Non, il ne reviendra pas sur sa mesure phare. Dans l’entourage de Benoît Hamon, on est formel. «L’instauration d’un revenu universel d’existence est et restera dans le programme, assure Nicolas Matyjasik, le coordinateur du projet, et le calendrier demeure identique.» Le candidat PS propose toujours la mise en œuvre de son revenu universel en trois phases. La première consistera à augmenter le RSA de 10 % et à l’étendre aux 18-25 ans. Elle entrera en vigueur dès 2018 via la première loi de finances du quinquennat. La deuxième phase débutera en 2019 avec l’organisation d’une «grande conférence citoyenne» qui définira les contours précis du futur revenu universel. Avec l’objectif de verser 600 euros à tous les Français dans un premier temps, puis 750 euros à terme pour la troisième étape.
Le problème, c’est que l’économiste Thomas Piketty, qui vient tout juste de rejoindre l’équipe de campagne de Benoît Hamon – comme conseiller sur les questions européennes il est vrai -, n’est pas franchement sur la même longueur d’ondes.

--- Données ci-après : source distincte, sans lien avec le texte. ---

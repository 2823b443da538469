use crate::irq::{IRQ_TIMER, Irq};

/// Divider/timer unit.
///
/// DIV is the upper byte of a free-running 16-bit counter. TIMA increments on
/// falling edges of the counter bit selected by TAC, overflows into a
/// reload from TMA that is delayed by a few cycles, and requests the timer
/// interrupt when the reload lands.
pub struct Timer {
    /// 16-bit internal divider counter. The DIV register is its upper byte.
    pub div: u16,
    pub tima: u8,
    pub tma: u8,
    pub tac: u8,
    last_signal: bool,
    /// Value to reload TIMA with after the overflow delay.
    pending_reload: Option<u8>,
    reload_delay: u8,
    /// True on the exact cycle the reload is applied.
    reloading: bool,
}

impl Timer {
    pub fn new() -> Self {
        Self {
            div: 0,
            tima: 0,
            tma: 0,
            tac: 0,
            last_signal: false,
            pending_reload: None,
            reload_delay: 0,
            reloading: false,
        }
    }

    pub fn read(&self, addr: u16) -> u8 {
        match addr {
            0xFF04 => (self.div >> 8) as u8,
            0xFF05 => self.tima,
            0xFF06 => self.tma,
            0xFF07 => self.tac | 0xF8,
            _ => 0xFF,
        }
    }

    pub fn write(&mut self, addr: u16, val: u8, irq: &mut Irq) {
        match addr {
            0xFF04 => self.reset_div(irq),
            0xFF05 => {
                // Writes on the reload cycle itself are ignored; writes
                // during the delay cancel the pending reload.
                if self.reloading {
                    return;
                }
                self.tima = val;
                self.pending_reload = None;
                self.reload_delay = 0;
            }
            0xFF06 => {
                self.tma = val;
                if self.pending_reload.is_some() {
                    self.pending_reload = Some(val);
                }
                if self.reloading {
                    self.tima = val;
                }
            }
            0xFF07 => {
                let prev = Self::signal_of(self.div, self.tac);
                self.tac = val & 0x07;
                let now = Self::signal_of(self.div, self.tac);
                // Disabling (or re-muxing) the selected bit while it is high
                // produces a spurious falling edge on hardware.
                if prev && !now {
                    self.increment(irq);
                }
                self.last_signal = now;
            }
            _ => {}
        }
    }

    /// Advance by `cycles` CPU clock cycles.
    pub fn step(&mut self, cycles: u32, irq: &mut Irq) {
        if self.tac & 0x04 == 0 && self.pending_reload.is_none() {
            // Nothing can fire: just advance the divider.
            self.div = self.div.wrapping_add(cycles as u16);
            self.reloading = false;
            return;
        }
        for _ in 0..cycles {
            self.step_one(irq);
        }
    }

    fn step_one(&mut self, irq: &mut Irq) {
        self.reloading = false;
        if let Some(val) = self.pending_reload {
            if self.reload_delay == 0 {
                self.tima = val;
                irq.request(IRQ_TIMER);
                self.pending_reload = None;
                self.reloading = true;
            } else {
                self.reload_delay -= 1;
            }
        }
        let prev = self.last_signal;
        self.div = self.div.wrapping_add(1);
        let now = self.signal();
        if prev && !now {
            self.increment(irq);
        }
        self.last_signal = now;
    }

    /// Reset the internal divider (DIV write or STOP), applying edge logic.
    pub fn reset_div(&mut self, irq: &mut Irq) {
        let prev = Self::signal_of(self.div, self.tac);
        self.div = 0;
        if prev {
            self.increment(irq);
        }
        self.last_signal = false;
    }

    fn increment(&mut self, _irq: &mut Irq) {
        if self.tima == 0xFF {
            self.tima = 0;
            self.pending_reload = Some(self.tma);
            self.reload_delay = 3;
        } else {
            self.tima += 1;
        }
    }

    /// Period in cycles of the TIMA input, i.e. the distance between falling
    /// edges of the selected divider bit.
    fn edge_period(tac: u8) -> u32 {
        match tac & 0x03 {
            0x00 => 1024,
            0x01 => 16,
            0x02 => 64,
            _ => 256,
        }
    }

    fn selected_bit(div: u16, tac: u8) -> bool {
        let shift = match tac & 0x03 {
            0x00 => 9,
            0x01 => 3,
            0x02 => 5,
            _ => 7,
        };
        (div >> shift) & 1 != 0
    }

    fn signal(&self) -> bool {
        Self::signal_of(self.div, self.tac)
    }

    fn signal_of(div: u16, tac: u8) -> bool {
        tac & 0x04 != 0 && Self::selected_bit(div, tac)
    }

    /// Exact cycle distance to the timer interrupt, if one is coming.
    /// Used by the CPU's predictive HALT wake.
    pub fn cycles_until_irq(&self) -> Option<u32> {
        if self.pending_reload.is_some() {
            return Some(self.reload_delay as u32 + 1);
        }
        if self.tac & 0x04 == 0 {
            return None;
        }
        let period = Self::edge_period(self.tac);
        let phase = (self.div as u32) % period;
        let first_edge = period - phase;
        let increments = 0x100 - self.tima as u32;
        // Overflow happens on the edge; the IRQ lands after the reload delay.
        Some(first_edge + (increments - 1) * period + 4)
    }
}

impl Timer {
    pub(crate) fn save_state(&self, w: &mut crate::snapshot::Writer) {
        w.u16(self.div);
        w.u8(self.tima);
        w.u8(self.tma);
        w.u8(self.tac);
        w.bool(self.last_signal);
        w.u8(self.pending_reload.map_or(0xFF, |v| v));
        w.bool(self.pending_reload.is_some());
        w.u8(self.reload_delay);
        w.bool(self.reloading);
    }

    pub(crate) fn load_state(
        &mut self,
        r: &mut crate::snapshot::Reader<'_>,
    ) -> Result<(), crate::snapshot::SnapshotError> {
        self.div = r.u16()?;
        self.tima = r.u8()?;
        self.tma = r.u8()?;
        self.tac = r.u8()? & 0x07;
        self.last_signal = r.bool()?;
        let reload_val = r.u8()?;
        let has_reload = r.bool()?;
        self.pending_reload = has_reload.then_some(reload_val);
        self.reload_delay = r.u8()?;
        self.reloading = r.bool()?;
        Ok(())
    }
}

impl Default for Timer {
    fn default() -> Self {
        Self::new()
    }
}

Invité sur France Inter le 12 février, il a évacué toute idée d’un revenu universel de 600 euros pour les smicards : «On ne peut pas l’augmenter à 600 euros par mois au niveau du Smic parce qu’il faudrait augmenter la CSG et les cotisations sociales pour le financer, donc ça ne servirait pas à grand-chose»… Une divergence qu’il a résumé ainsi : «Le revenu universel, je suis pour mais à certaines conditions.» A condition qu’il ne soit pas universel ?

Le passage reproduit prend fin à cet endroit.